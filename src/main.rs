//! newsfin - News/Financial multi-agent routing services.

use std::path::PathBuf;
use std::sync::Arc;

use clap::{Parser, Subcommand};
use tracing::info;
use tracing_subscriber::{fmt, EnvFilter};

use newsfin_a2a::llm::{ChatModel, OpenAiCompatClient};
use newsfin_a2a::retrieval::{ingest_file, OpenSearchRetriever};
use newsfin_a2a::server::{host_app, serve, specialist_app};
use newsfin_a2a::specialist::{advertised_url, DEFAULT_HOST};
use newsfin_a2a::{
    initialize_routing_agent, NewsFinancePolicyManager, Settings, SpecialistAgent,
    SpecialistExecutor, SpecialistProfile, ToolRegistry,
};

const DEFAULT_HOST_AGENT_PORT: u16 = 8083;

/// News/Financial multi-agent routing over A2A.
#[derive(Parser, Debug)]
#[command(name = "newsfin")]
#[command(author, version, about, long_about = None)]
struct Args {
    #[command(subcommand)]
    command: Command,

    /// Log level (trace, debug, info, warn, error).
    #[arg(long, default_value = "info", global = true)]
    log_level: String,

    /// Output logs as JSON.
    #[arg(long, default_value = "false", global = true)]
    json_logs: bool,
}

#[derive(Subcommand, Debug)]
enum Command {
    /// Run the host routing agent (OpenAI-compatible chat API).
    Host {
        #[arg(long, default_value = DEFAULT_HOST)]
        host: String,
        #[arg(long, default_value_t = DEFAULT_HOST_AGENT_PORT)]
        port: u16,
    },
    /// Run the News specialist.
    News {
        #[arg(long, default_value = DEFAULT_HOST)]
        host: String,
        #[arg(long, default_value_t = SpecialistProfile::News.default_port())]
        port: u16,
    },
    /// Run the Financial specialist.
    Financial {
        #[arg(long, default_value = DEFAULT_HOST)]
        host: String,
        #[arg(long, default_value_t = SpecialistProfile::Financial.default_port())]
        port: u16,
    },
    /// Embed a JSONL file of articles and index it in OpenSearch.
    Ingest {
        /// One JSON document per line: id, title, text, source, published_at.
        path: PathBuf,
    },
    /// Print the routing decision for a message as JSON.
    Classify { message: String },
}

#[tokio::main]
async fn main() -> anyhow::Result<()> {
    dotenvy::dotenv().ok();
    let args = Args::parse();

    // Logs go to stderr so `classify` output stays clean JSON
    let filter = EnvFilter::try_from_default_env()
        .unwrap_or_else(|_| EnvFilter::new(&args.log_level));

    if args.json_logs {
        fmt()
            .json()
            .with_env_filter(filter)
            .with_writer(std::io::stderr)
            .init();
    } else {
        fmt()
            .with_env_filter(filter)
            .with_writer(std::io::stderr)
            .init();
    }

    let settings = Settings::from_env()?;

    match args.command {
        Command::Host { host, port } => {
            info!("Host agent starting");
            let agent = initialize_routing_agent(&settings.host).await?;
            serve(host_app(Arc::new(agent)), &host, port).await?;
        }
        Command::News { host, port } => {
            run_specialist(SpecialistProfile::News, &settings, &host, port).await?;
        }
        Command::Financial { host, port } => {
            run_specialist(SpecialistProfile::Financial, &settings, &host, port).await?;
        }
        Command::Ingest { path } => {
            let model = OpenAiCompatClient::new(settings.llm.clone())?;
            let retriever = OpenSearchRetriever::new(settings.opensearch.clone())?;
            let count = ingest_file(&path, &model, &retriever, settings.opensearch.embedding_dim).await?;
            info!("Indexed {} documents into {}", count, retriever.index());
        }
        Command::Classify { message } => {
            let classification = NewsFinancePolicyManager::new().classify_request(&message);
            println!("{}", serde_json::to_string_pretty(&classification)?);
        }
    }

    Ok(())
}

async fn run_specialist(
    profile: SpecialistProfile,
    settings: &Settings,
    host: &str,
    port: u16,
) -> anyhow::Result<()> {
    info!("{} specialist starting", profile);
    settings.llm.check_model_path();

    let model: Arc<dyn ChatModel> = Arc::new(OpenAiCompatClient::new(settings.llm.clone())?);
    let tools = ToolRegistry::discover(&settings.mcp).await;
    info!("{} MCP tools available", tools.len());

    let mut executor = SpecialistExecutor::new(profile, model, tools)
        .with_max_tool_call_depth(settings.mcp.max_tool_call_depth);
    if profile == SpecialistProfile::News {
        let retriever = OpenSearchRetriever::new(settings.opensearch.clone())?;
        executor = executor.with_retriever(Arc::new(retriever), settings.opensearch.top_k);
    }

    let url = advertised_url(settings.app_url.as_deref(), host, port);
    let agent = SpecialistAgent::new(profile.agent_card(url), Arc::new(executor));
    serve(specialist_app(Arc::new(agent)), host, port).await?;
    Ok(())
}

_Exercise instructions_: Look through the entries above for the word "ChatModel". Copy every line where it shows up.

_Solution to the problem_:
use newsfin_a2a::llm::{ChatModel, OpenAiCompatClient};
    let model: Arc<dyn ChatModel> = Arc::new(OpenAiCompatClient::new(settings.llm.clone())?);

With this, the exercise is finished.